*TASK BRIEF*: Within the records below, find each line with the word "Debug" and copy it out.

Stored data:
>>>>>

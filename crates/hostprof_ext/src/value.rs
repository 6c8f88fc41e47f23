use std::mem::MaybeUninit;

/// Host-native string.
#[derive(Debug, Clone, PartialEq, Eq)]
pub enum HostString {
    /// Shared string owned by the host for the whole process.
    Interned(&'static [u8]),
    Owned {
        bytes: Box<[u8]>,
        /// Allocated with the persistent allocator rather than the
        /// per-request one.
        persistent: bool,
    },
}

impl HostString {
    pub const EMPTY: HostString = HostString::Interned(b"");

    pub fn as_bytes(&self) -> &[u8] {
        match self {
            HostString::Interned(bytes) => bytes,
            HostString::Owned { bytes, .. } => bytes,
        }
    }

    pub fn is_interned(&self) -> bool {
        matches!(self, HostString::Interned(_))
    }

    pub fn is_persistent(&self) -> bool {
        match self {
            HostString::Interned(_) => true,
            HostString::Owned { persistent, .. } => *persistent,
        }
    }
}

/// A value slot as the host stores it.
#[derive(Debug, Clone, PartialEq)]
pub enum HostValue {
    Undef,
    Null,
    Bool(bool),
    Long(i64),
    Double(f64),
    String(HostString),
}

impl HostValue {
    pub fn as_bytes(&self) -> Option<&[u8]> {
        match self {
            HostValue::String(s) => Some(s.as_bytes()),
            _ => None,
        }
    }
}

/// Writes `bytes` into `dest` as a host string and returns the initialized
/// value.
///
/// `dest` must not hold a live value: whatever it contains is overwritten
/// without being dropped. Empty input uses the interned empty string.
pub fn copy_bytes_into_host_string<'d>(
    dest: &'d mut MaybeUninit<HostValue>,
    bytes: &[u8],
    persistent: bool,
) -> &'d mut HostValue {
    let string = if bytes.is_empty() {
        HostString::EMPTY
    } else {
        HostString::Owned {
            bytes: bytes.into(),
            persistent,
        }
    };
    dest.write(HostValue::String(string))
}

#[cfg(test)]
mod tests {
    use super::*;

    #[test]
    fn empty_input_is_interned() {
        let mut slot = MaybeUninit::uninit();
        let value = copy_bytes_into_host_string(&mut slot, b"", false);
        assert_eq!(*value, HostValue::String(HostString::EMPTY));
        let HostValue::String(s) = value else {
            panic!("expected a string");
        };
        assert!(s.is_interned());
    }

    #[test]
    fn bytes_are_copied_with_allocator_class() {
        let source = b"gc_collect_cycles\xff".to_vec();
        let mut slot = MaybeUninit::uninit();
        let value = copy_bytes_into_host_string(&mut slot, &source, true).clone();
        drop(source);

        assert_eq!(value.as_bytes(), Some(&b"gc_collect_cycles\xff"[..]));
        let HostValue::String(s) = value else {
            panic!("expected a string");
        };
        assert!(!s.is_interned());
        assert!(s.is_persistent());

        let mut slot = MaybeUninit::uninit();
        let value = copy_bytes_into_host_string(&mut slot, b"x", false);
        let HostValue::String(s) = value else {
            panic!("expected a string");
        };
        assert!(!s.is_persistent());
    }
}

<<<<<

*REPLY*:
#[derive(Debug, Clone, PartialEq, Eq)]
#[derive(Debug, Clone, PartialEq)]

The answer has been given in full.